(Saved data entries)
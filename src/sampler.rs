//! Adaptive, feature-preserving subsampling
//!
//! Steady stretches of a trip (constant heading, constant speed, no state
//! change) are highly redundant. The sampler walks the sequence and keeps a
//! sample only when something analytically interesting happened since the last
//! kept one: a long enough gap, a burst of acceleration variance, a position
//! change, or a motion-state transition. Endpoints are always kept.

use crate::config::SamplerConfig;
use crate::model::RawSample;

/// Running acceleration magnitude statistics over the window
/// `[last kept, current]` (Welford's algorithm).
#[derive(Debug, Default, Clone, Copy)]
struct MagnitudeWindow {
    count: usize,
    mean: f64,
    m2: f64,
}

impl MagnitudeWindow {
    fn starting_at(sample: &RawSample) -> Self {
        let mut window = Self::default();
        window.push(sample);
        window
    }

    /// Samples without a (finite) acceleration reading do not contribute.
    fn push(&mut self, sample: &RawSample) {
        let Some(magnitude) = sample.acceleration_magnitude().filter(|m| m.is_finite()) else {
            return;
        };
        self.count += 1;
        let delta = magnitude - self.mean;
        self.mean += delta / self.count as f64;
        self.m2 += delta * (magnitude - self.mean);
    }

    /// Population variance; 0 with fewer than two readings.
    fn variance(&self) -> f64 {
        if self.count < 2 {
            0.0
        } else {
            (self.m2 / self.count as f64).max(0.0)
        }
    }
}

/// Why a sample was retained. Mostly useful for logging and tests.
#[derive(Debug, Clone, Copy, PartialEq, Eq)]
pub enum KeepReason {
    Endpoint,
    TimeGap,
    Variance,
    LocationChange,
    StateTransition,
}

pub struct AdaptiveSampler {
    config: SamplerConfig,
}

impl AdaptiveSampler {
    pub fn new(config: SamplerConfig) -> Self {
        Self { config }
    }

    pub fn config(&self) -> &SamplerConfig {
        &self.config
    }

    /// Reduce `points` to a temporally ordered subsequence.
    ///
    /// Expects `points` already sorted by timestamp. Inputs at or below the
    /// configured floor come back unchanged.
    pub fn sample(&self, points: &[RawSample]) -> Vec<RawSample> {
        if points.len() <= self.config.min_points {
            return points.to_vec();
        }
        let kept = self.select(points);
        log::debug!("Adaptive sampling kept {} of {} points", kept.len(), points.len());
        kept.into_iter().map(|(i, _)| points[i].clone()).collect()
    }

    /// Indices of retained samples, in order.
    pub fn sample_indices(&self, points: &[RawSample]) -> Vec<usize> {
        if points.len() <= self.config.min_points {
            return (0..points.len()).collect();
        }
        self.select(points).into_iter().map(|(i, _)| i).collect()
    }

    /// Indices of retained samples paired with the rule that retained them.
    pub fn explain(&self, points: &[RawSample]) -> Vec<(usize, KeepReason)> {
        if points.len() <= self.config.min_points {
            return (0..points.len()).map(|i| (i, KeepReason::Endpoint)).collect();
        }
        self.select(points)
    }

    fn select(&self, points: &[RawSample]) -> Vec<(usize, KeepReason)> {
        let len = points.len();
        if len == 0 {
            return Vec::new();
        }

        let mut kept = vec![(0, KeepReason::Endpoint)];
        let mut last = 0;
        let mut window = MagnitudeWindow::starting_at(&points[0]);

        for i in 1..len.saturating_sub(1) {
            window.push(&points[i]);
            if let Some(reason) = self.keep_reason(&points[last], &points[i], window.variance()) {
                kept.push((i, reason));
                last = i;
                window = MagnitudeWindow::starting_at(&points[i]);
            }
        }

        if len > 1 && last != len - 1 {
            kept.push((len - 1, KeepReason::Endpoint));
        }
        kept
    }

    fn keep_reason(&self, last: &RawSample, current: &RawSample, variance: f64) -> Option<KeepReason> {
        let elapsed = current.timestamp.saturating_sub(last.timestamp);
        if elapsed > self.config.max_gap_ms {
            return Some(KeepReason::TimeGap);
        }
        if variance > self.config.variance_threshold {
            return Some(KeepReason::Variance);
        }
        let location_change = match (last.usable_location(), current.usable_location()) {
            (Some(from), Some(to)) => from.planar_distance(to),
            _ => 0.0,
        };
        if location_change > self.config.location_threshold {
            return Some(KeepReason::LocationChange);
        }
        if current.is_moving != last.is_moving {
            return Some(KeepReason::StateTransition);
        }
        None
    }
}

impl Default for AdaptiveSampler {
    fn default() -> Self {
        Self::new(SamplerConfig::default())
    }
}

/// Sample with the default thresholds.
pub fn adaptive_sample(points: &[RawSample]) -> Vec<RawSample> {
    AdaptiveSampler::default().sample(points)
}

What the task asks> Your reply must repeat the entries above exactly and in full.

Result of this task>
filename src/sampler.rs
//! Adaptive, feature-preserving subsampling
//!
//! Steady stretches of a trip (constant heading, constant speed, no state
//! change) are highly redundant. The sampler walks the sequence and keeps a
//! sample only when something analytically interesting happened since the last
//! kept one: a long enough gap, a burst of acceleration variance, a position
//! change, or a motion-state transition. Endpoints are always kept.

use crate::config::SamplerConfig;
use crate::model::RawSample;

/// Running acceleration magnitude statistics over the window
/// `[last kept, current]` (Welford's algorithm).
#[derive(Debug, Default, Clone, Copy)]
struct MagnitudeWindow {
    count: usize,
    mean: f64,
    m2: f64,
}

impl MagnitudeWindow {
    fn starting_at(sample: &RawSample) -> Self {
        let mut window = Self::default();
        window.push(sample);
        window
    }

    /// Samples without a (finite) acceleration reading do not contribute.
    fn push(&mut self, sample: &RawSample) {
        let Some(magnitude) = sample.acceleration_magnitude().filter(|m| m.is_finite()) else {
            return;
        };
        self.count += 1;
        let delta = magnitude - self.mean;
        self.mean += delta / self.count as f64;
        self.m2 += delta * (magnitude - self.mean);
    }

    /// Population variance; 0 with fewer than two readings.
    fn variance(&self) -> f64 {
        if self.count < 2 {
            0.0
        } else {
            (self.m2 / self.count as f64).max(0.0)
        }
    }
}

/// Why a sample was retained. Mostly useful for logging and tests.
#[derive(Debug, Clone, Copy, PartialEq, Eq)]
pub enum KeepReason {
    Endpoint,
    TimeGap,
    Variance,
    LocationChange,
    StateTransition,
}

pub struct AdaptiveSampler {
    config: SamplerConfig,
}

impl AdaptiveSampler {
    pub fn new(config: SamplerConfig) -> Self {
        Self { config }
    }

    pub fn config(&self) -> &SamplerConfig {
        &self.config
    }

    /// Reduce `points` to a temporally ordered subsequence.
    ///
    /// Expects `points` already sorted by timestamp. Inputs at or below the
    /// configured floor come back unchanged.
    pub fn sample(&self, points: &[RawSample]) -> Vec<RawSample> {
        if points.len() <= self.config.min_points {
            return points.to_vec();
        }
        let kept = self.select(points);
        log::debug!("Adaptive sampling kept {} of {} points", kept.len(), points.len());
        kept.into_iter().map(|(i, _)| points[i].clone()).collect()
    }

    /// Indices of retained samples, in order.
    pub fn sample_indices(&self, points: &[RawSample]) -> Vec<usize> {
        if points.len() <= self.config.min_points {
            return (0..points.len()).collect();
        }
        self.select(points).into_iter().map(|(i, _)| i).collect()
    }

    /// Indices of retained samples paired with the rule that retained them.
    pub fn explain(&self, points: &[RawSample]) -> Vec<(usize, KeepReason)> {
        if points.len() <= self.config.min_points {
            return (0..points.len()).map(|i| (i, KeepReason::Endpoint)).collect();
        }
        self.select(points)
    }

    fn select(&self, points: &[RawSample]) -> Vec<(usize, KeepReason)> {
        let len = points.len();
        if len == 0 {
            return Vec::new();
        }

        let mut kept = vec![(0, KeepReason::Endpoint)];
        let mut last = 0;
        let mut window = MagnitudeWindow::starting_at(&points[0]);

        for i in 1..len.saturating_sub(1) {
            window.push(&points[i]);
            if let Some(reason) = self.keep_reason(&points[last], &points[i], window.variance()) {
                kept.push((i, reason));
                last = i;
                window = MagnitudeWindow::starting_at(&points[i]);
            }
        }

        if len > 1 && last != len - 1 {
            kept.push((len - 1, KeepReason::Endpoint));
        }
        kept
    }

    fn keep_reason(&self, last: &RawSample, current: &RawSample, variance: f64) -> Option<KeepReason> {
        let elapsed = current.timestamp.saturating_sub(last.timestamp);
        if elapsed > self.config.max_gap_ms {
            return Some(KeepReason::TimeGap);
        }
        if variance > self.config.variance_threshold {
            return Some(KeepReason::Variance);
        }
        let location_change = match (last.usable_location(), current.usable_location()) {
            (Some(from), Some(to)) => from.planar_distance(to),
            _ => 0.0,
        };
        if location_change > self.config.location_threshold {
            return Some(KeepReason::LocationChange);
        }
        if current.is_moving != last.is_moving {
            return Some(KeepReason::StateTransition);
        }
        None
    }
}

impl Default for AdaptiveSampler {
    fn default() -> Self {
        Self::new(SamplerConfig::default())
    }
}

/// Sample with the default thresholds.
pub fn adaptive_sample(points: &[RawSample]) -> Vec<RawSample> {
    AdaptiveSampler::default().sample(points)
}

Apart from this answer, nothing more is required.